Extreme value theory (EVT) is not magic. Properly done, it too yields margins of error, and the farther you project beyond historical experience–what’s the chance of a year with 100 inches of rain in a day?–the wider those margins should be. And no statistical system can do better than extrapolate from the available data. Past may not be prologue. The sun could unleash a cataclysm tomorrow the likes of which has not been seen in ten thousand years–earthly statisticians and their historical record be damned.

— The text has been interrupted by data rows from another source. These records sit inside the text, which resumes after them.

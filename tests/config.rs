use assert_matches::assert_matches;

use dataset_prep::config::{ConfigLoader, MNIST_SOURCE};
use dataset_prep::descriptor::DatasetDescriptor;
use dataset_prep::domain::{Preset, Split};
use dataset_prep::error::PrepError;

#[test]
fn resolves_config_file() {
    let temp = tempfile::tempdir().unwrap();
    let path = temp.path().join("dataset.json");
    std::fs::write(
        &path,
        r#"{
            "source": "https://example.org/ds/",
            "train": {"data": "train.zip", "labels": "train-labels.csv"},
            "validate": "validate.zip",
            "refresh_on_every_use": true,
            "verbose": false
        }"#,
    )
    .unwrap();

    let options = ConfigLoader::resolve(path.to_str()).unwrap();
    assert!(options.refresh_on_every_use);
    assert!(!options.verbose);
    assert!(!options.test.present);

    let descriptor = DatasetDescriptor::new(options).unwrap();
    assert_eq!(
        descriptor.present_splits().collect::<Vec<_>>(),
        vec![Split::Train, Split::Validate]
    );
    assert_eq!(descriptor.artifacts(Split::Train).len(), 2);
}

#[test]
fn unreadable_config_path() {
    let temp = tempfile::tempdir().unwrap();
    let path = temp.path().join("missing.json");
    let err = ConfigLoader::resolve(path.to_str()).unwrap_err();
    assert_matches!(err, PrepError::ConfigRead(_));
}

#[test]
fn malformed_config() {
    let temp = tempfile::tempdir().unwrap();
    let path = temp.path().join("dataset.json");
    std::fs::write(&path, "{\"train\": 1}").unwrap();
    let err = ConfigLoader::resolve(path.to_str()).unwrap_err();
    assert_matches!(err, PrepError::ConfigParse(_));
}

#[test]
fn mnist_preset_is_valid() {
    let options = ConfigLoader::preset(Preset::Mnist, None, None).unwrap();
    assert_eq!(options.source, MNIST_SOURCE);
    let descriptor = DatasetDescriptor::new(options).unwrap();
    assert_eq!(
        descriptor.present_splits().collect::<Vec<_>>(),
        vec![Split::Train, Split::Test]
    );
    let test = descriptor.artifacts(Split::Test);
    assert_eq!(test[0].name, "t10k-images-idx3-ubyte.gz");
    assert_eq!(test[1].name, "t10k-labels-idx1-ubyte.gz");
}

#[test]
fn csv_preset_needs_source_and_file() {
    let err = ConfigLoader::preset(Preset::Csv, None, Some("iris.csv")).unwrap_err();
    assert_matches!(err, PrepError::Configuration(_));

    let options =
        ConfigLoader::preset(Preset::Csv, Some("https://example.org/ds"), Some("iris.csv"))
            .unwrap();
    let descriptor = DatasetDescriptor::new(options).unwrap();
    assert_eq!(
        descriptor.artifacts(Split::Train)[0].url,
        "https://example.org/ds/iris.csv"
    );
    assert_eq!(
        descriptor.split_folder(Split::Train),
        descriptor.destination_root().to_path_buf()
    );
}
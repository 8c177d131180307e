use std::fs;

use camino::{Utf8Path, Utf8PathBuf};
use chrono::Utc;

use crate::domain::MarkerKind;
use crate::error::PrepError;

/// Filesystem-backed completion markers.
///
/// A marker for `(folder, artifact, kind)` is the hidden file
/// `.<artifact file name><kind suffix>` next to the artifact. Markers are only
/// ever created; they disappear when the whole destination root is cleared.
#[derive(Debug, Clone, Copy, Default)]
pub struct MarkerStore;

impl MarkerStore {
    pub fn new() -> Self {
        Self
    }

    pub fn marker_path(&self, folder: &Utf8Path, artifact: &str, kind: MarkerKind) -> Utf8PathBuf {
        let artifact_path = folder.join(artifact);
        let dir = artifact_path
            .parent()
            .map(Utf8Path::to_path_buf)
            .unwrap_or_else(|| folder.to_path_buf());
        let file_name = artifact_path.file_name().unwrap_or(artifact);
        dir.join(format!(".{file_name}{}", kind.suffix()))
    }

    /// A downloaded artifact counts as marked when its sentinel exists or the
    /// artifact file itself is present, so an archive may be deleted after
    /// extraction without triggering another download.
    pub fn has_marker(&self, folder: &Utf8Path, artifact: &str, kind: MarkerKind) -> bool {
        if self.marker_path(folder, artifact, kind).as_std_path().is_file() {
            return true;
        }
        match kind {
            MarkerKind::Downloaded => folder.join(artifact).as_std_path().is_file(),
            MarkerKind::Extracted => false,
        }
    }

    pub fn write_marker(
        &self,
        folder: &Utf8Path,
        artifact: &str,
        kind: MarkerKind,
    ) -> Result<Utf8PathBuf, PrepError> {
        let path = self.marker_path(folder, artifact, kind);
        if let Some(parent) = path.parent() {
            fs::create_dir_all(parent.as_std_path())
                .map_err(|err| PrepError::Filesystem(format!("create {parent}: {err}")))?;
        }
        let content = format!("{kind} {}\n", Utc::now().to_rfc3339());
        fs::write(path.as_std_path(), content)
            .map_err(|err| PrepError::Filesystem(format!("write marker {path}: {err}")))?;
        Ok(path)
    }

    /// Removes the destination root with every artifact and marker under it.
    pub fn clear_root(&self, root: &Utf8Path) -> Result<(), PrepError> {
        if root.as_std_path().exists() {
            fs::remove_dir_all(root.as_std_path())
                .map_err(|err| PrepError::Filesystem(format!("remove {root}: {err}")))?;
        }
        Ok(())
    }
}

Me being me, as I entered into orbit around EVT, I felt pulled, gravitationally, to code it (even though I couldn’t in good conscience charge my client for that time). I found many sophisticated programs for EVT, but not much for Stata, my familiar statistical home. By coding EVT, I came to understand it better. My new software package, called “extreme” is free, but requires Stata, which is not. The package incorporates a lot of features from the popular ismev package for R, which is closely associated with the excellent introductory text by Stuart Coles. As a result, examples in my documentation can reproduce most of the statistical and graphical examples in that book.
The one novelty in the package (for the technically inclined) is an emphasis on small-sample bias correction. Maximum likelihood estimation has bias of order 1/N, which can be significant in the small samples common in EVT applications. Inspired by a new paper by David Giles and colleagues, I implemented the analytical Cox-Snell correction not only for the generalized Pareto distribution (which they derive) but also for the generalized extreme value distribution and its extension to multiple order statistics (which I derived at great effort and am writing up). I also implemented a parametric bootstrap-based bias correction. This is a bit slower but was a hell of a lot easier to code, and works very well too, indeed much better for negative values of the shape parameter ξ…to the point that my great mathematical effort may have been largely unnecessary! (See newer post.)
This was also my closest encounter with R, the rapidly rising open software environment for statistics. R influenced my Stata development in two ways. First, it led me to integrate capabilities to produce canned diagnostic graphs. Putting graphics on a par with numerical results is normal in R, but not so much in Stata. Second, it led me to construct an interface in Mata, Stata’s matrix programming language, so that, as in R, one can directly access the estimation functionality from a real programming language. (Not that I’ve documented that yet.)
Whether extreme will get used as much as xtabond2 and cmp, I don’t know. But I have learned, and will bring that understanding to the analysis of geomagnetic storm risks.